Students walk to class at Wilson Elementary School in Costa Mesa.
Students walk to class Friday at Wilson Elementary School in Costa Mesa. The school’s library was closed last month after parents found multiple copies of the graphic novel “Flamer,” a high-school level book that deals with bullying, sexuality and self-harm.
(Kevin Chang / Times Community News)

The recent discovery of a graphic novel containing frank references to homosexuality, bullying and self-harm at a Costa Mesa elementary school has Newport-Mesa Unified School District officials reviewing how books make their way into school libraries.

Administrators at Wilson Elementary School were apprised of the situation last month, when a group of parents found several copies of “Flamer” by author and illustrator Mike Curato on the shelves of the K-6 library.

The 2020 novel tells the story of Aiden, a 14-year-old Filipino American raised in the Catholic faith who grapples with issues of sexuality and masculinity while on a scouting trip before the start of high school. Intended for high school readers with parental guidance, it contains explicit descriptions of puberty, sexual references and slurs against gay men.

Its content concerned some parents, who spoke about the book’s age inappropriateness during a May 17 school board meeting.

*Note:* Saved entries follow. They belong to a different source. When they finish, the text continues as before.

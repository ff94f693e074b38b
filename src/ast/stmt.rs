// MathVM statement AST nodes

use super::expr::Expr;
use crate::compiler::VarType;
use crate::error::Span;

#[derive(Debug, Clone, PartialEq)]
pub struct Param {
    pub ty: VarType,
    pub name: String,
    pub span: Span,
}

#[derive(Debug, Clone, PartialEq)]
pub enum FunctionImpl {
    Body(Block),
    /// `native 'symbol'`
    Native(String),
}

#[derive(Debug, Clone, PartialEq)]
pub struct FunctionDecl {
    pub name: String,
    pub params: Vec<Param>,
    pub return_type: VarType,
    pub implementation: FunctionImpl,
    pub span: Span,
}

#[derive(Debug, Clone, Copy, PartialEq, Eq)]
pub enum AssignOp {
    Set,
    Add,
    Sub,
    Mul,
    Div,
}

/// `{ ... }`; every block opens a scope
#[derive(Debug, Clone, PartialEq, Default)]
pub struct Block {
    pub stmts: Vec<Stmt>,
    pub span: Span,
}

impl Block {
    /// Functions declared directly in this block, in source order
    pub fn functions(&self) -> impl Iterator<Item = &FunctionDecl> {
        self.stmts.iter().filter_map(|s| match s {
            Stmt::Function(f) => Some(f),
            _ => None,
        })
    }

    /// Variables declared directly in this block, in source order
    pub fn variables(&self) -> impl Iterator<Item = (VarType, &str)> {
        self.stmts.iter().filter_map(|s| match s {
            Stmt::VarDecl { ty, name, .. } => Some((*ty, name.as_str())),
            _ => None,
        })
    }
}

#[derive(Debug, Clone, PartialEq)]
pub enum Stmt {
    /// `int x;` or `int x = expr;`
    VarDecl {
        ty: VarType,
        name: String,
        init: Option<Expr>,
        span: Span,
    },
    Function(FunctionDecl),
    Assign {
        name: String,
        op: AssignOp,
        value: Expr,
        span: Span,
    },
    If {
        condition: Expr,
        then_branch: Block,
        /// `else if` is stored as a block holding the nested `If`
        else_branch: Option<Block>,
        span: Span,
    },
    While {
        condition: Expr,
        body: Block,
        span: Span,
    },
    /// `for (var in lo..hi)`, both bounds inclusive
    For {
        var: String,
        lo: Expr,
        hi: Expr,
        body: Block,
        span: Span,
    },
    Print {
        args: Vec<Expr>,
        span: Span,
    },
    Return {
        value: Option<Expr>,
        span: Span,
    },
    Block(Block),
    /// Call evaluated for its effect
    Expression {
        expr: Expr,
        span: Span,
    },
}

impl Stmt {
    pub fn span(&self) -> Span {
        match self {
            Stmt::Function(f) => f.span,
            Stmt::Block(b) => b.span,
            Stmt::VarDecl { span, .. }
            | Stmt::Assign { span, .. }
            | Stmt::If { span, .. }
            | Stmt::While { span, .. }
            | Stmt::For { span, .. }
            | Stmt::Print { span, .. }
            | Stmt::Return { span, .. }
            | Stmt::Expression { span, .. } => *span,
        }
    }
}

/// Whole translation unit; the outer block is the top-level scope
#[derive(Debug, Clone, PartialEq)]
pub struct Program {
    pub body: Block,
}
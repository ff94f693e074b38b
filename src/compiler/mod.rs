// MathVM compiler: AST to bytecode

pub mod asm;
pub mod bytecode;
pub mod code;
pub mod opcode;
pub mod resolver;
pub mod translator;

pub use bytecode::Bytecode;
pub use code::{Code, Function, FunctionBody, NativeDecl, NativeSignature, TopVar, VarType};
pub use opcode::OpCode;
pub use translator::Translator;
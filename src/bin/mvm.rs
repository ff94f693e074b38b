// MathVM CLI
// Usage: mvm [FILE] [OPTIONS]

use clap::Parser;
use colored::*;
use std::fs;
use std::path::{Path, PathBuf};
use tracing_subscriber::{layer::SubscriberExt, util::SubscriberInitExt, EnvFilter};

use mathvm_core::binary;
use mathvm_core::compiler::Code;
use mathvm_core::error::{Error, TranslationError};
use mathvm_core::lexer::Scanner;
use mathvm_core::parser;
use mathvm_core::{Interpreter, Translator, VmConfig};

/// mvm - translate and run MathVM programs
#[derive(Parser)]
#[command(name = "mvm")]
#[command(version = env!("CARGO_PKG_VERSION"))]
#[command(about = "Bytecode translator and interpreter for MathVM", long_about = None)]
struct Cli {
    /// Program to run (.mvm source or .mvmc compiled)
    file: Option<PathBuf>,

    /// Debug views: tokens, ast, asm (comma-separated)
    #[arg(short = 'd', long = "debug", value_delimiter = ',')]
    debug: Option<Vec<String>>,

    /// Execute inline code
    #[arg(short = 'e', long = "exec")]
    exec: Option<String>,

    /// Compile to .mvmc instead of running
    #[arg(short = 'c', long = "compile")]
    compile: bool,

    /// Check for errors without running
    #[arg(long = "check")]
    check: bool,

    /// Output path for compiled file (requires -c)
    #[arg(short = 'o', long = "output")]
    output: Option<PathBuf>,

    /// Interpreter limits as JSON
    #[arg(long = "config")]
    config: Option<PathBuf>,
}

fn main() {
    let filter = EnvFilter::try_from_env("MATHVM_LOG")
        .or_else(|_| EnvFilter::try_from_default_env())
        .unwrap_or_else(|_| EnvFilter::new("warn"));
    tracing_subscriber::registry()
        .with(tracing_subscriber::fmt::layer().with_writer(std::io::stderr))
        .with(filter)
        .init();

    let cli = Cli::parse();
    let debug = DebugFlags::from_options(&cli.debug);

    let result = load_config(cli.config.as_deref()).and_then(|config| {
        if let Some(code) = &cli.exec {
            handle_source("<exec>", code, debug, &config)
        } else if let Some(path) = &cli.file {
            if cli.check {
                handle_check(path)
            } else if cli.compile {
                handle_compile(path, cli.output.clone())
            } else {
                handle_run(path, debug, &config)
            }
        } else {
            Err(format!(
                "No input. Run {} or {}",
                "mvm FILE".cyan(),
                "mvm -e CODE".cyan()
            ))
        }
    });

    if let Err(e) = result {
        eprint!("{}", e);
        if !e.ends_with('\n') {
            eprintln!();
        }
        std::process::exit(1);
    }
}

#[derive(Default, Clone, Copy)]
struct DebugFlags {
    tokens: bool,
    ast: bool,
    asm: bool,
}

impl DebugFlags {
    fn from_options(opts: &Option<Vec<String>>) -> Self {
        let mut flags = Self::default();
        if let Some(opts) = opts {
            for opt in opts {
                match opt.as_str() {
                    "tokens" => flags.tokens = true,
                    "ast" => flags.ast = true,
                    "asm" => flags.asm = true,
                    _ => eprintln!("{} Unknown debug option: {}", "!".yellow(), opt),
                }
            }
        }
        flags
    }
}

fn load_config(path: Option<&Path>) -> Result<VmConfig, String> {
    match path {
        Some(path) => VmConfig::load(path),
        None => Ok(VmConfig::default()),
    }
}

fn read_source(path: &Path) -> Result<String, String> {
    fs::read_to_string(path).map_err(|e| format!("Error reading file '{}': {}", path.display(), e))
}

fn report_front_end(error: TranslationError, file: &str, source: &str) -> String {
    error.with_file(file).with_source(source).format()
}

fn translate(file: &str, source: &str) -> Result<Code, String> {
    Translator::new()
        .translate_file(file, source)
        .map_err(|e| e.report())
}

/// Check file for errors without running
fn handle_check(path: &Path) -> Result<(), String> {
    let source = read_source(path)?;
    let file_name = path.to_string_lossy().to_string();
    translate(&file_name, &source)?;
    println!("{} No errors found in {}", "✓".green(), path.display());
    Ok(())
}

fn handle_compile(path: &Path, output: Option<PathBuf>) -> Result<(), String> {
    let source = read_source(path)?;
    let file_name = path.to_string_lossy().to_string();
    let code = translate(&file_name, &source)?;

    let output_path = output.unwrap_or_else(|| path.with_extension("mvmc"));
    let bytes = binary::serialize(&code);
    fs::write(&output_path, bytes).map_err(|e| format!("Error writing file: {}", e))?;
    println!("{} Compiled to {}", "✓".green(), output_path.display());
    Ok(())
}

fn handle_run(path: &Path, debug: DebugFlags, config: &VmConfig) -> Result<(), String> {
    let ext = path.extension().and_then(|s| s.to_str()).unwrap_or("");
    if ext == "mvmc" {
        let data = fs::read(path)
            .map_err(|e| format!("Error reading file '{}': {}", path.display(), e))?;
        let code = binary::deserialize(&data)?;
        if debug.asm {
            print!("{}", code.disassemble_to_string());
            return Ok(());
        }
        return run(&code, config);
    }

    let source = read_source(path)?;
    let file_name = path.to_string_lossy().to_string();
    handle_source(&file_name, &source, debug, config)
}

fn handle_source(file: &str, source: &str, debug: DebugFlags, config: &VmConfig) -> Result<(), String> {
    if debug.tokens {
        let tokens = Scanner::new(source)
            .scan_tokens()
            .map_err(|e| report_front_end(e, file, source))?;
        println!("{}", "-- Tokens --".cyan());
        for token in &tokens {
            println!("  {:?} '{}'", token.kind, token.lexeme);
        }
        println!();
        return Ok(());
    }

    if debug.ast {
        let program = Scanner::new(source)
            .scan_tokens()
            .and_then(|tokens| parser::Parser::new(tokens).parse())
            .map_err(|e| report_front_end(e, file, source))?;
        println!("{}", "-- AST --".cyan());
        println!("{:#?}", program);
        return Ok(());
    }

    let code = translate(file, source)?;
    if debug.asm {
        print!("{}", code.disassemble_to_string());
        return Ok(());
    }
    run(&code, config)
}

fn run(code: &Code, config: &VmConfig) -> Result<(), String> {
    Interpreter::new(code)
        .with_config(config.clone())
        .execute(&mut [])
        .map_err(|e: Error| e.report())
}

Students walk to class at Wilson Elementary School on Friday, June 3, 2022 in Costa Mesa.
Parents are upset by a graphic novel with mature themes that found its way into the library at Wilson Elementary School last month. Officials closed the library and are examining the school district’s policy on book selection.
(Kevin Chang / Times Community News)

“I read this book — it was terrifying,” said Rosa Mejia, mother of three Wilson students. “I do not know how these books got here to our school. I just want them out of the library.”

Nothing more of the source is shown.